Icelandic people love Christmas. Every residence and even hotel rooms prominently displayed Christmas lights while we were there.
Some tourism brochures will tell you that Icelanders love to party, and you would have the impression that Reykjavik is party central.
The thing is though, because alcohol is so expensive in Iceland, the locals all drink indoors and may not go out until after midnight to save money.
What this all means is that business owners are staying indoors and celebrating new year at home. Many restaurants and pubs are not open.
In fact, we struggled to find anywhere to go on New Year’s Eve at all. The few places that were open were either deeply unappealing (the English Pub), or queued out so much that you suspected you’d see in the new year standing in a line.
Luckily, however, Reykjavik has a trick up its sleeve that does not have to involve going to the pub and getting drunk.
There are lots and lots of fireworks during the new year period. When I arrived in Reykjavik on 30 December they were going off sporadically. They were still going off when we left Iceland on 2 December.
But as you would expect, it all climaxes on New Year’s Eve. Fireworks can seemingly go off anywhere, and could be set off by anyone. You could be walking up a quiet alleyway all by yourself, and suddenly a rocket would shoot up right in front of you.
The focal point for it all is Hallgrímskirkja. We made our way to the dramatic church at the top of the hill at around 22.30. There were a few people there at the time, but over the next 90 minutes a crowd slowly gathered.
About 50 metres down the road from the church was one of the few places we found open, Cafe Adam. It was serving soup and sandwiches for customers who wanted to sit in. But it also had all sorts of other supplies including tasty pastries and, most importantly of all, beer. By Iceland’s standards, it was very cheap indeed, which was all the more incredible given that we could not find any other open shops.
The fireworks display was awesome, unlike any I had seen before.
I am normally not a great fan of fireworks. I think it’s because in the UK you have to stand in the cold and damp, and our fireworks are always meant to be choreographed, normally to poncy music. But of course, the choreography never works because of the minor fact that the speed of light and sound are vastly different. So it just looks like a weak mess.
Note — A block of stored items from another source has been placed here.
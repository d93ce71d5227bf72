// src/executor/process_tree.rs

//! 进程组的终止。平台相关的只有 `signal_tree`，逐级升级的策略写在它之上，只写一次。

use log::{debug, warn};
use std::{io, time::Duration};
use tokio::process::{Child, Command};

#[derive(Debug, Clone, Copy, PartialEq, Eq)]
pub enum StopSignal {
    /// SIGINT / CTRL_BREAK_EVENT
    Interrupt,
    /// SIGTERM / taskkill
    Terminate,
    /// SIGKILL / taskkill /F
    Kill,
}

const STAGES: [StopSignal; 3] = [StopSignal::Interrupt, StopSignal::Terminate, StopSignal::Kill];

/// 让子进程成为新进程组的组长，之后的信号可以到达它派生的全部进程 (例如 ffmpeg)。
pub fn isolate_process_group(command: &mut Command) {
    #[cfg(unix)]
    {
        command.process_group(0);
    }
    #[cfg(windows)]
    {
        use windows_sys::Win32::System::Threading::{CREATE_NEW_PROCESS_GROUP, CREATE_NO_WINDOW};
        command.creation_flags(CREATE_NEW_PROCESS_GROUP | CREATE_NO_WINDOW);
    }
}

/// 向以 `pid` 为组长的整个进程组发送信号
#[cfg(unix)]
pub fn signal_tree(pid: u32, signal: StopSignal) -> io::Result<()> {
    let sig = match signal {
        StopSignal::Interrupt => libc::SIGINT,
        StopSignal::Terminate => libc::SIGTERM,
        StopSignal::Kill => libc::SIGKILL,
    };
    let pgid = libc::pid_t::try_from(pid)
        .map_err(|_| io::Error::new(io::ErrorKind::InvalidInput, "pid 超出范围"))?;
    // SAFETY: killpg 只接收整数参数，没有内存方面的前置条件
    let rc = unsafe { libc::killpg(pgid, sig) };
    if rc == 0 {
        Ok(())
    } else {
        Err(io::Error::last_os_error())
    }
}

#[cfg(windows)]
pub fn signal_tree(pid: u32, signal: StopSignal) -> io::Result<()> {
    match signal {
        StopSignal::Interrupt => {
            use windows_sys::Win32::System::Console::{CTRL_BREAK_EVENT, GenerateConsoleCtrlEvent};
            // SAFETY: 纯 FFI 调用，参数是进程组 ID
            let ok = unsafe { GenerateConsoleCtrlEvent(CTRL_BREAK_EVENT, pid) };
            if ok != 0 {
                Ok(())
            } else {
                Err(io::Error::last_os_error())
            }
        }
        StopSignal::Terminate => taskkill(pid, false),
        StopSignal::Kill => taskkill(pid, true),
    }
}

#[cfg(windows)]
fn taskkill(pid: u32, force: bool) -> io::Result<()> {
    let mut cmd = std::process::Command::new("taskkill");
    cmd.arg("/T").arg("/PID").arg(pid.to_string());
    if force {
        cmd.arg("/F");
    }
    let status = cmd
        .stdout(std::process::Stdio::null())
        .stderr(std::process::Stdio::null())
        .status()?;
    if status.success() {
        Ok(())
    } else {
        Err(io::Error::other(format!("taskkill 退出码 {:?}", status.code())))
    }
}

fn has_exited(child: &mut Child) -> bool {
    // try_wait 出错时无法再判断状态，按已退出处理
    !matches!(child.try_wait(), Ok(None))
}

/// 逐级终止: 中断 -> 终止 -> 强制结束，每一级之后等待 `grace`。
/// 进程已经退出时跳过剩余级别; 信号发送失败会被忽略并继续升级。
pub async fn stop_process_tree(child: &mut Child, grace: Duration) {
    let Some(pid) = child.id() else {
        debug!("进程已被回收，无需终止");
        return;
    };

    for stage in STAGES {
        if has_exited(child) {
            debug!("进程 {} 已退出，跳过 {:?}", pid, stage);
            sweep_group(pid);
            return;
        }
        debug!("向进程组 {} 发送 {:?}", pid, stage);
        if let Err(e) = signal_tree(pid, stage) {
            debug!("发送 {:?} 到进程组 {} 失败 (忽略): {}", stage, pid, e);
        }
        match tokio::time::timeout(grace, child.wait()).await {
            Ok(Ok(status)) => {
                debug!("进程 {} 在 {:?} 后退出: {}", pid, stage, status);
                sweep_group(pid);
                return;
            }
            Ok(Err(e)) => {
                warn!("等待进程 {} 退出时出错: {}", pid, e);
                return;
            }
            Err(_) => continue,
        }
    }
    warn!("进程组 {} 在所有终止级别后仍未退出", pid);
}

/// 组长退出后，组内可能还残留忽略了中断信号的成员 (例如 sh 在后台启动的进程)
fn sweep_group(pid: u32) {
    #[cfg(unix)]
    if signal_tree(pid, StopSignal::Kill).is_ok() {
        debug!("已强制结束进程组 {} 中的剩余进程", pid);
    }
    #[cfg(not(unix))]
    let _ = pid;
}

/// 意外退出路径上的兜底: 同步地强制结束整个进程组
pub(crate) struct TreeGuard {
    pid: Option<u32>,
}

impl TreeGuard {
    pub(crate) fn new(pid: Option<u32>) -> Self {
        Self { pid }
    }

    pub(crate) fn disarm(&mut self) {
        self.pid = None;
    }
}

impl Drop for TreeGuard {
    fn drop(&mut self) {
        if let Some(pid) = self.pid.take() {
            warn!("执行器提前返回，强制结束进程组 {}", pid);
            let _ = signal_tree(pid, StopSignal::Kill);
        }
    }
}
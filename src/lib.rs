// src/lib.rs

pub mod cli;
pub mod config;
pub mod constants;
pub mod error;
pub mod executor;
pub mod logging;
pub mod models;
pub mod pipeline;
pub mod provider;
pub mod report;
pub mod symbols;
pub mod ui;
pub mod utils;

use crate::{
    cli::Cli,
    config::AppConfig,
    error::{AppError, AppResult},
    executor::JobExecutor,
    models::CancellationHandle,
    pipeline::{Pipeline, PipelineRequest, RunOutcome},
    provider::{ProviderRegistry, command::FormatPlan, youtube::YouTubeProvider},
    report::RunReport,
};
use colored::*;
use log::{debug, error, info, warn};
use std::{path::Path, sync::Arc};

/// 一次命令行调用的最终状态，决定进程退出码
#[derive(Debug, Clone, Copy, PartialEq, Eq)]
pub enum RunStatus {
    Completed,
    HadFailures,
    Cancelled,
}

impl RunStatus {
    pub fn exit_code(self) -> i32 {
        match self {
            RunStatus::Completed => 0,
            RunStatus::HadFailures => 1,
            RunStatus::Cancelled => 130,
        }
    }

    fn of(outcome: &RunOutcome) -> Self {
        if outcome.cancelled {
            RunStatus::Cancelled
        } else if outcome.has_failures() {
            RunStatus::HadFailures
        } else {
            RunStatus::Completed
        }
    }

    /// 取消优先于失败
    fn merge(self, other: Self) -> Self {
        match (self, other) {
            (RunStatus::Cancelled, _) | (_, RunStatus::Cancelled) => RunStatus::Cancelled,
            (RunStatus::HadFailures, _) | (_, RunStatus::HadFailures) => RunStatus::HadFailures,
            _ => RunStatus::Completed,
        }
    }
}

pub fn build_registry(config: &AppConfig) -> AppResult<ProviderRegistry> {
    let youtube = YouTubeProvider::new(
        config.yt_dlp_path.clone(),
        JobExecutor::new(config.executor.clone()),
    )
    .with_cookies(config.download.cookies_path.clone());
    ProviderRegistry::with_defaults(youtube)
}

/// 所有运行模式共享的状态
struct RunContext {
    config: AppConfig,
    registry: ProviderRegistry,
    cancel: CancellationHandle,
}

impl RunContext {
    async fn run_reference(&self, reference: &str) -> AppResult<RunOutcome> {
        let request = PipelineRequest {
            source: reference.trim().to_string(),
            provider_id: self.config.provider_id.clone(),
            settings: self.config.download.clone(),
        };
        info!("开始处理: {}", request.source);
        ui::info(&format!("正在处理: {}", request.source));

        let pbar = ui::new_run_progress_bar("总进度");
        let result = Pipeline::new(&self.registry)
            .with_progress(ui::progress_sink_for(&pbar))
            .with_cancellation(self.cancel.clone())
            .run(&request)
            .await;
        pbar.finish_and_clear();

        let outcome = result?;
        RunReport::from_outcome(&outcome).print();
        Ok(outcome)
    }
}

/// 库的公共入口点，由 `main.rs` 调用
pub async fn run_from_cli(args: Arc<Cli>, cancel: CancellationHandle) -> AppResult<RunStatus> {
    debug!("CLI 参数: {:?}", args);
    if args.list_providers {
        list_providers()?;
        return Ok(RunStatus::Completed);
    }

    let config = AppConfig::new(&args)?;
    debug!("加载的应用配置: {:?}", config);
    ui::info(&format!(
        "保存目录: {}",
        utils::display_path(&config.download.output_dir)
    ));
    let download = &config.download;
    if download.loudnorm
        && !FormatPlan::for_request(&download.audio_format, &download.audio_quality).is_conversion()
    {
        ui::warn(&format!(
            "格式 '{}' 直接提取音频流，无法进行响度归一化。需要时请改用 -f mp3 等转码格式。",
            download.audio_format
        ));
    }

    let context = RunContext {
        registry: build_registry(&config)?,
        config,
        cancel,
    };

    if args.interactive {
        handle_interactive_mode(&context).await
    } else if let Some(batch_file) = &args.batch_file {
        process_batch_tasks(batch_file, &context).await
    } else if let Some(url) = &args.url {
        let outcome = context.run_reference(url).await?;
        Ok(RunStatus::of(&outcome))
    } else {
        Err(AppError::UserInputError("未指定运行模式".to_string()))
    }
}

fn list_providers() -> AppResult<()> {
    let registry = build_registry(&AppConfig::from_external(config::ExternalConfig::default()))?;
    let lines: Vec<String> = registry
        .providers()
        .map(|p| format!("{:<12} {}", p.id(), p.display_name()))
        .collect();
    let mut content: Vec<&str> = lines.iter().map(String::as_str).collect();
    content.extend(constants::HELP_PROVIDERS_GUIDE.lines());
    ui::box_message("已注册的提供者", &content, |s| s.cyan());
    Ok(())
}

/// 单个任务的错误只打印，不中断批量或交互会话
fn report_task_error(reference: &str, e: &AppError) {
    error!("任务 '{}' 失败: {}", reference, e);
    match e {
        AppError::ProviderUnavailable { guidance, .. } => ui::warn(guidance),
        _ => ui::error(&format!("处理任务时发生错误: {}", e)),
    }
}

async fn handle_interactive_mode(context: &RunContext) -> AppResult<RunStatus> {
    ui::print_header("交互模式");
    println!(
        "在此模式下，你可以逐一输入链接进行下载。直接按回车退出，按 {} 可取消当前下载。",
        *symbols::CTRL_C
    );

    let mut status = RunStatus::Completed;
    loop {
        let input = match ui::prompt("请输入链接", None) {
            Ok(input) if !input.is_empty() => input,
            Ok(_) => break,
            Err(_) => return Err(AppError::UserInterrupt),
        };
        match context.run_reference(&input).await {
            Ok(outcome) => status = status.merge(RunStatus::of(&outcome)),
            Err(e) => {
                report_task_error(&input, &e);
                status = status.merge(RunStatus::HadFailures);
            }
        }
        if context.cancel.is_signalled() {
            warn!("交互模式中收到取消请求，退出");
            status = RunStatus::Cancelled;
            break;
        }
    }

    println!("\n{} 退出交互模式。", *symbols::INFO);
    Ok(status)
}

async fn process_batch_tasks(batch_file: &Path, context: &RunContext) -> AppResult<RunStatus> {
    let content = std::fs::read_to_string(batch_file).map_err(|e| {
        error!("读取批量文件 '{}' 失败: {}", batch_file.display(), e);
        AppError::from(e)
    })?;

    let tasks = utils::parse_reference_lines(&content);
    if tasks.is_empty() {
        warn!("批量文件 '{}' 为空或不含有效行。", batch_file.display());
        ui::warn(&format!("批量文件 '{}' 为空。", batch_file.display()));
        return Ok(RunStatus::Completed);
    }

    ui::print_header(&format!(
        "开始批量处理任务 (按 {} 可取消)",
        *symbols::CTRL_C
    ));
    let mut success = 0;
    let mut failed = 0;
    let mut status = RunStatus::Completed;
    for (i, task) in tasks.iter().enumerate() {
        if context.cancel.is_signalled() {
            status = RunStatus::Cancelled;
            break;
        }
        ui::print_sub_header(&format!(
            "批量任务 {}/{} - {}",
            i + 1,
            tasks.len(),
            utils::truncate_text(task, constants::TITLE_TRUNCATE_LENGTH)
        ));
        match context.run_reference(task).await {
            Ok(outcome) => {
                let task_status = RunStatus::of(&outcome);
                if task_status == RunStatus::HadFailures {
                    failed += 1;
                } else if task_status == RunStatus::Completed {
                    success += 1;
                }
                status = status.merge(task_status);
            }
            Err(e) => {
                failed += 1;
                report_task_error(task, &e);
                status = status.merge(RunStatus::HadFailures);
            }
        }
    }

    ui::print_header("批量任务报告");
    println!(
        "{} | {} | 总计: {}",
        format!("成功任务: {}", success).green(),
        format!("失败任务: {}", failed).red(),
        tasks.len()
    );
    if status == RunStatus::Cancelled {
        ui::warn("批量任务已被取消。");
    }
    Ok(status)
}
In Iceland, they get rid of all that, and they get straight to the point of fireworks: a pure orgy of noise, light, explosions. And they use 500 tons of them.
People just let off fireworks in the middle of the crowd as well. You might think that is dangerous, and it probably is. I certainly had one or two close calls. You can see why some of the more safety-conscious locals advise you to wear safety goggles on a night out on New Year’s Eve in Reykjavik.
It is also a major fundraising event for Icelandic charities, particularly the Ice-Sar, the Icelandic Association for Search and Rescue. They sell the fireworks to raise funds.
The fireworks lasted forever. They never truly ended, and they were entertainingly frequent enough going well towards 1am.
So despite the fact that all the bars were closed, my new year in Reykjavik was the best I had ever had — unlike nothing I had experienced before, and with a uniquely Icelandic flavour.